Marijuana is not Medicine

The US Supreme Court recently rejected California's "medical marijuana" law. Some have argued that this oversteps states' right, others that it's insensitive to people who are suffering illness.

Idealists worried about federal meddling in local drug laws have years of regulations, case law, and precedent to fight. The federal government has been involved in regulating both legal and illegal drug use for more than a century. That involvement does not need to end.

The true ulterior motive behind "medical marijuana" laws is the surreptitious legalization of recreational drugs. The claim that marijuana smoke is the only substance that increases appetite for patients with AIDS or on chemotherapy is specious. Some claim a pill would be immediately regurgitated if swallowed without a bong hit. They conveniently overlook the success of inhalers and nebulizers to effectively administer medicines. The attempt to legalize pot on the backs of the terminally ill is crass.

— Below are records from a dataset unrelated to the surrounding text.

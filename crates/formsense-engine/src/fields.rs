//! Field detection and mapping: one `FieldMetadata` per visible field.

use crate::classify::{classify, is_form_control, is_heading, is_label_like};
use crate::config::ExampleValues;
use crate::dom::Dom;
use crate::interaction::{member_value, radio_group, select_options};
use crate::label::resolve_label;
use crate::resolution::locator::{css_selector, escape_css_string, xpath};
use crate::visibility::is_visible;
use formsense_common::protocol::{FieldMetadata, FieldType, NodeId, OptionEntry, SnapshotNode};
use regex::Regex;
use std::collections::HashSet;
use std::sync::LazyLock;

/// "phone" anywhere, "tel" only as its own word (not "hotel", "telegram").
static PHONE_HINT: LazyLock<Regex> =
    LazyLock::new(|| Regex::new(r"phone|(?:^|[^a-z])tel(?:[^a-z]|$)").unwrap());

/// Visible fields in document order, paired with the node they were read from.
/// A radio group yields one field, anchored on its first member.
pub fn scan(dom: &Dom) -> Vec<(NodeId, FieldMetadata)> {
    let mut grouped: HashSet<NodeId> = HashSet::new();
    let mut fields = Vec::new();

    for node in dom.elements() {
        if grouped.contains(&node.id) || !is_form_control(node) || !is_visible(node) {
            continue;
        }
        if classify(node) == FieldType::Radio {
            let group = radio_group(dom, node.id);
            grouped.extend(group.iter().copied());
            fields.push((node.id, radio_field(dom, node, &group)));
        } else {
            fields.push((node.id, control_field(dom, node)));
        }
    }
    fields
}

pub fn detect(dom: &Dom) -> Vec<FieldMetadata> {
    scan(dom).into_iter().map(|(_, field)| field).collect()
}

/// Detected fields with a locator and a suggested value.
pub fn map(dom: &Dom, examples: &ExampleValues) -> Vec<FieldMetadata> {
    scan(dom)
        .into_iter()
        .map(|(id, mut field)| {
            field.xpath = Some(xpath(dom, id));
            field.example = Some(example_value(&field, examples));
            field
        })
        .collect()
}

fn is_required(node: &SnapshotNode) -> bool {
    node.attr("required").is_some() || node.attr("aria-required") == Some("true")
}

fn attr_string(node: &SnapshotNode, name: &str) -> String {
    node.attr(name).unwrap_or_default().to_string()
}

fn control_field(dom: &Dom, node: &SnapshotNode) -> FieldMetadata {
    let field_type = classify(node);
    let options = if field_type == FieldType::Select {
        select_options(dom, node)
    } else {
        Vec::new()
    };
    FieldMetadata {
        label: resolve_label(dom, node.id),
        name: attr_string(node, "name"),
        id: attr_string(node, "id"),
        field_type,
        required: is_required(node),
        placeholder: attr_string(node, "placeholder"),
        options,
        radio_options: Vec::new(),
        selector: css_selector(dom, node.id),
        xpath: None,
        example: None,
    }
}

fn radio_field(dom: &Dom, first: &SnapshotNode, group: &[NodeId]) -> FieldMetadata {
    let name = attr_string(first, "name");
    let container = lowest_common_ancestor(dom, group);

    let radio_options = group
        .iter()
        .map(|&m| {
            let value = member_value(dom, m);
            let text = Some(resolve_label(dom, m))
                .filter(|l| !l.is_empty())
                .unwrap_or_else(|| value.clone());
            OptionEntry::new(value, text)
        })
        .collect();

    let selector = if !name.is_empty() && first.tag == "input" {
        format!("input[type=\"radio\"][name=\"{}\"]", escape_css_string(&name))
    } else {
        container
            .map(|c| css_selector(dom, c))
            .unwrap_or_else(|| css_selector(dom, first.id))
    };

    FieldMetadata {
        label: container
            .map(|c| group_label(dom, c, group))
            .filter(|l| !l.is_empty())
            .unwrap_or_else(|| name.clone()),
        name,
        id: String::new(),
        field_type: FieldType::Radio,
        required: group
            .iter()
            .filter_map(|&m| dom.node(m))
            .any(is_required),
        placeholder: String::new(),
        options: Vec::new(),
        radio_options,
        selector,
        xpath: None,
        example: None,
    }
}

/// Deepest element that contains every member.
fn lowest_common_ancestor(dom: &Dom, group: &[NodeId]) -> Option<NodeId> {
    let (&first, rest) = group.split_first()?;
    dom.ancestors(first)
        .find(|a| rest.iter().all(|&m| dom.contains(a.id, m)))
        .map(|a| a.id)
}

/// Group caption: `aria-label`, then a legend or heading, then the closest
/// text-owning label-like element before the first member.
fn group_label(dom: &Dom, container: NodeId, group: &[NodeId]) -> String {
    if let Some(aria) = dom.node(container).and_then(|c| c.non_empty_attr("aria-label")) {
        return aria.trim().to_string();
    }

    let inside = dom.descendants(container);

    if let Some(caption) = inside
        .iter()
        .filter(|n| n.tag == "legend" || is_heading(n))
        .map(|n| dom.text(n.id))
        .find(|t| !t.is_empty())
    {
        return caption;
    }

    let Some(&first) = group.first() else {
        return String::new();
    };
    inside
        .iter()
        .take_while(|n| n.id != first)
        .filter(|n| is_label_like(n) && n.attr("for").is_none())
        .filter(|n| !group.iter().any(|&m| dom.contains(n.id, m)))
        .map(|n| dom.own_text(n.id))
        .filter(|t| !t.is_empty())
        .last()
        .unwrap_or_default()
}

/// Suggested value for a field, by type first and then label keywords.
pub fn example_value(field: &FieldMetadata, examples: &ExampleValues) -> String {
    match &field.field_type {
        FieldType::Checkbox => return examples.checkbox.clone(),
        FieldType::Radio => {
            if let Some(first) = field.radio_options.first() {
                return first.text.clone();
            }
        }
        FieldType::Select => {
            if let Some(option) = field
                .options
                .iter()
                .find(|o| !o.value.trim().is_empty() && !o.text.trim().is_empty())
            {
                return option.text.clone();
            }
        }
        FieldType::Input(kind) => match kind.as_str() {
            "number" | "range" => return examples.number.clone(),
            "date" => return examples.date.clone(),
            "email" => return examples.email.clone(),
            "tel" => return examples.phone.clone(),
            _ => {}
        },
        _ => {}
    }

    let hint = format!("{} {}", field.label, field.name).to_lowercase();
    if hint.contains("email") {
        examples.email.clone()
    } else if PHONE_HINT.is_match(&hint) {
        examples.phone.clone()
    } else if hint.contains("address") {
        examples.address.clone()
    } else if hint.contains("name") {
        examples.name.clone()
    } else {
        examples.text.clone()
    }
}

I am a federalist, but I am also a conservative. Governments at the state and federal levels do have a role in regulating drug use.

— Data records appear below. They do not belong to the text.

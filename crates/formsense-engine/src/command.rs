//! Line-oriented commands for the REPL and script files.
//!
//! ```text
//! goto example.com/signup
//! fill "Full Name" "Ada Lovelace" Email ada@example.com
//! select #country Canada
//! radio color blue
//! click-custom .chip data-kind=beta
//! ```

use crate::backend::{Backend, BackendError};
use crate::executor::FormEngine;
use crate::page::EngineError;
use formsense_common::formatter::{format_fields, format_result, format_results};
use formsense_common::result::InteractionResult;
use tracing::info;

#[derive(Debug, thiserror::Error)]
pub enum CommandError {
    #[error("Parse error: {0}")]
    Parse(String),

    #[error("Unknown command '{0}'. Type 'help' for a list of commands.")]
    UnknownCommand(String),

    #[error("'{command}' expects {expected}")]
    Usage {
        command: String,
        expected: &'static str,
    },

    #[error("Invalid URL: {0}")]
    InvalidUrl(#[from] url::ParseError),

    #[error(transparent)]
    Engine(#[from] EngineError),

    #[error("Backend error: {0}")]
    Backend(#[from] BackendError),
}

const HELP: &str = "\
goto <url>                              navigate
detect                                  list visible form fields
map                                     list fields with xpath and example values
fill <field> <value> [<field> <value>]  fill fields by label, name or id
fill-xpath <xpath> <value> [...]        fill fields by xpath
select <selector> <option>              choose a dropdown option by text or value
radio <selector> [value]                check a radio button in a group
check <selector> | uncheck <selector>   set a checkbox
click <selector>                        click an element
click-custom <selector> [attr=value | @attr | text]
submit [selector]                       submit a form (default: form)
debug <selector>                        inspect an element
fields                                  show the last detected fields";

#[derive(Debug, Clone, PartialEq)]
pub enum Command {
    Goto(String),
    Detect,
    Map,
    Fields,
    Fill(Vec<(String, String)>),
    FillXpath(Vec<(String, String)>),
    Select { selector: String, value: String },
    Radio { selector: String, value: Option<String> },
    Checkbox { selector: String, checked: bool },
    Click(String),
    ClickCustom {
        selector: String,
        attribute: Option<String>,
        value: Option<String>,
    },
    Submit(Option<String>),
    Debug(String),
    Help,
}

/// Stands in for `#` while splitting; shlex reads a word-initial `#` as a comment,
/// which would swallow id selectors.
const HASH_PLACEHOLDER: char = '\u{E000}';

/// Split a line into words with shell quoting rules.
pub fn tokenize(line: &str) -> Result<Vec<String>, CommandError> {
    let guarded = line.replace('#', &HASH_PLACEHOLDER.to_string());
    let words = shlex::split(&guarded)
        .ok_or_else(|| CommandError::Parse("unbalanced quotes or trailing escape".into()))?;
    Ok(words
        .into_iter()
        .map(|w| w.replace(HASH_PLACEHOLDER, "#"))
        .collect())
}

fn usage(command: &str, expected: &'static str) -> CommandError {
    CommandError::Usage {
        command: command.to_string(),
        expected,
    }
}

fn pairs(command: &str, args: &[String]) -> Result<Vec<(String, String)>, CommandError> {
    if args.is_empty() || args.len() % 2 != 0 {
        return Err(usage(command, "<target> <value> pairs"));
    }
    Ok(args
        .chunks_exact(2)
        .map(|pair| (pair[0].clone(), pair[1].clone()))
        .collect())
}

pub fn parse_command(line: &str) -> Result<Command, CommandError> {
    let mut tokens = tokenize(line)?.into_iter();
    let Some(name) = tokens.next() else {
        return Err(CommandError::Parse("empty command".into()));
    };
    let args: Vec<String> = tokens.collect();
    let name = name.to_lowercase();

    let one = |expected: &'static str| -> Result<String, CommandError> {
        match args.as_slice() {
            [only] => Ok(only.clone()),
            _ => Err(usage(&name, expected)),
        }
    };

    let command = match name.as_str() {
        "goto" | "navigate" => Command::Goto(one("<url>")?),
        "detect" => Command::Detect,
        "map" => Command::Map,
        "fields" => Command::Fields,
        "help" | "?" => Command::Help,
        "fill" => Command::Fill(pairs(&name, &args)?),
        "fill-xpath" => Command::FillXpath(pairs(&name, &args)?),
        "select" => match args.as_slice() {
            [selector, value] => Command::Select {
                selector: selector.clone(),
                value: value.clone(),
            },
            _ => return Err(usage(&name, "<selector> <option>")),
        },
        "radio" => match args.as_slice() {
            [selector] => Command::Radio {
                selector: selector.clone(),
                value: None,
            },
            [selector, value] => Command::Radio {
                selector: selector.clone(),
                value: Some(value.clone()),
            },
            _ => return Err(usage(&name, "<selector> [value]")),
        },
        "check" | "uncheck" => Command::Checkbox {
            selector: one("<selector>")?,
            checked: name == "check",
        },
        "click" => Command::Click(one("<selector>")?),
        "click-custom" => {
            let (selector, filter) = match args.as_slice() {
                [selector] => (selector.clone(), None),
                [selector, filter] => (selector.clone(), Some(filter.as_str())),
                _ => return Err(usage(&name, "<selector> [attr=value | @attr | text]")),
            };
            let (attribute, value) = match filter {
                Some(f) if f.starts_with('@') => (Some(f[1..].to_string()), None),
                Some(f) => match f.split_once('=') {
                    Some((attr, value)) if !attr.is_empty() => {
                        (Some(attr.to_string()), Some(value.to_string()))
                    }
                    _ => (None, Some(f.to_string())),
                },
                None => (None, None),
            };
            Command::ClickCustom {
                selector,
                attribute,
                value,
            }
        }
        "submit" => match args.as_slice() {
            [] => Command::Submit(None),
            [selector] => Command::Submit(Some(selector.clone())),
            _ => return Err(usage(&name, "[selector]")),
        },
        "debug" => Command::Debug(one("<selector>")?),
        _ => return Err(CommandError::UnknownCommand(name.clone())),
    };
    Ok(command)
}

/// Accept bare hosts like `example.com/form` as https URLs.
pub fn normalize_url(raw: &str) -> Result<String, CommandError> {
    match url::Url::parse(raw) {
        Ok(parsed) => Ok(parsed.to_string()),
        Err(url::ParseError::RelativeUrlWithoutBase) => {
            Ok(url::Url::parse(&format!("https://{}", raw))?.to_string())
        }
        Err(e) => Err(e.into()),
    }
}

/// Result of executing a command.
pub struct ExecutionResult {
    /// Formatted output string for display.
    pub output: String,
    /// Whether every interaction succeeded.
    pub success: bool,
}

impl ExecutionResult {
    fn text(output: impl Into<String>) -> Self {
        Self {
            output: output.into(),
            success: true,
        }
    }
}

/// Parses lines and runs them through a [`FormEngine`].
pub struct CommandRunner {
    engine: FormEngine,
}

impl CommandRunner {
    pub fn new(engine: FormEngine) -> Self {
        Self { engine }
    }

    pub fn engine(&self) -> &FormEngine {
        &self.engine
    }

    pub async fn execute_line<B: Backend + ?Sized>(
        &mut self,
        backend: &mut B,
        line: &str,
    ) -> Result<ExecutionResult, CommandError> {
        let command = parse_command(line)?;
        self.execute(backend, command).await
    }

    /// Navigate to `raw`, accepting bare hosts.
    pub async fn goto<B: Backend + ?Sized>(
        &mut self,
        backend: &mut B,
        raw: &str,
    ) -> Result<ExecutionResult, CommandError> {
        let url = normalize_url(raw)?;
        info!(%url, "navigating");
        let nav = backend.navigate(&url).await?;
        Ok(ExecutionResult::text(format!(
            "Navigated to {} ({})",
            nav.url, nav.title
        )))
    }

    pub async fn execute<B: Backend + ?Sized>(
        &mut self,
        backend: &mut B,
        command: Command,
    ) -> Result<ExecutionResult, CommandError> {
        let sensitive = self.engine.config().security.sensitive_fields.clone();
        let single = |result: InteractionResult| ExecutionResult {
            output: format_result(&result, &sensitive),
            success: result.success,
        };
        let many = |results: Vec<InteractionResult>| ExecutionResult {
            output: format_results(&results, &sensitive),
            success: results.iter().all(|r| r.success),
        };

        let result = match command {
            Command::Goto(raw) => self.goto(backend, &raw).await?,
            Command::Detect => {
                let fields = self.engine.detect_fields(backend).await?;
                ExecutionResult::text(format_fields(&fields))
            }
            Command::Map => {
                let fields = self.engine.map_fields(backend).await?;
                ExecutionResult::text(format_fields(&fields))
            }
            Command::Fields => match self.engine.last_fields() {
                Some(fields) => ExecutionResult::text(format_fields(fields)),
                None => ExecutionResult::text("No fields yet. Run 'detect' or 'map' first."),
            },
            Command::Fill(values) => many(self.engine.fill_form(backend, &values).await),
            Command::FillXpath(values) => many(self.engine.fill_by_xpath(backend, &values).await),
            Command::Select { selector, value } => {
                single(self.engine.select_option(backend, &selector, &value).await)
            }
            Command::Radio { selector, value } => single(
                self.engine
                    .check_radio(backend, &selector, value.as_deref())
                    .await,
            ),
            Command::Checkbox { selector, checked } => single(
                self.engine
                    .check_checkbox(backend, &selector, checked)
                    .await,
            ),
            Command::Click(selector) => single(self.engine.click_element(backend, &selector).await),
            Command::ClickCustom {
                selector,
                attribute,
                value,
            } => single(
                self.engine
                    .click_custom_element(
                        backend,
                        &selector,
                        attribute.as_deref(),
                        value.as_deref(),
                    )
                    .await,
            ),
            Command::Submit(selector) => single(
                self.engine
                    .submit_form(backend, selector.as_deref())
                    .await,
            ),
            Command::Debug(selector) => single(self.engine.debug_element(backend, &selector).await),
            Command::Help => ExecutionResult::text(HELP),
        };
        Ok(result)
    }
}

I am also a libertarian. Those who want recreational drugs legalized should simply be honest about it and work to change state and federal laws. The government could license, tax and regulate recreational drugs with laws similar to those that apply to alcohol, tobacco, or prescription drugs. Drug manufacturers would turn illicit growers, traders and vendors into industry assets overnight. Drug companies would make the content and acquisition of recreational drugs safer; police, prisons and the courts would be able to better focus on fighting violent crime; and the profit motive would reduce potencies to the level of a smooth buzz, no more addictive or impairing than alcohol or nicotine. Recovery services such as Alcoholics or Narcotics Anonymous already exist to deal with substance abuse and dependency.

I don't use illegal recreational drugs, so I'm not motivated to be active in legalizing them other than to say I believe the rule of law is one of the most important aspects of our culture: as long as something is illegal, it should not be done. Breaking the law is not an acceptable tactic in changing the law.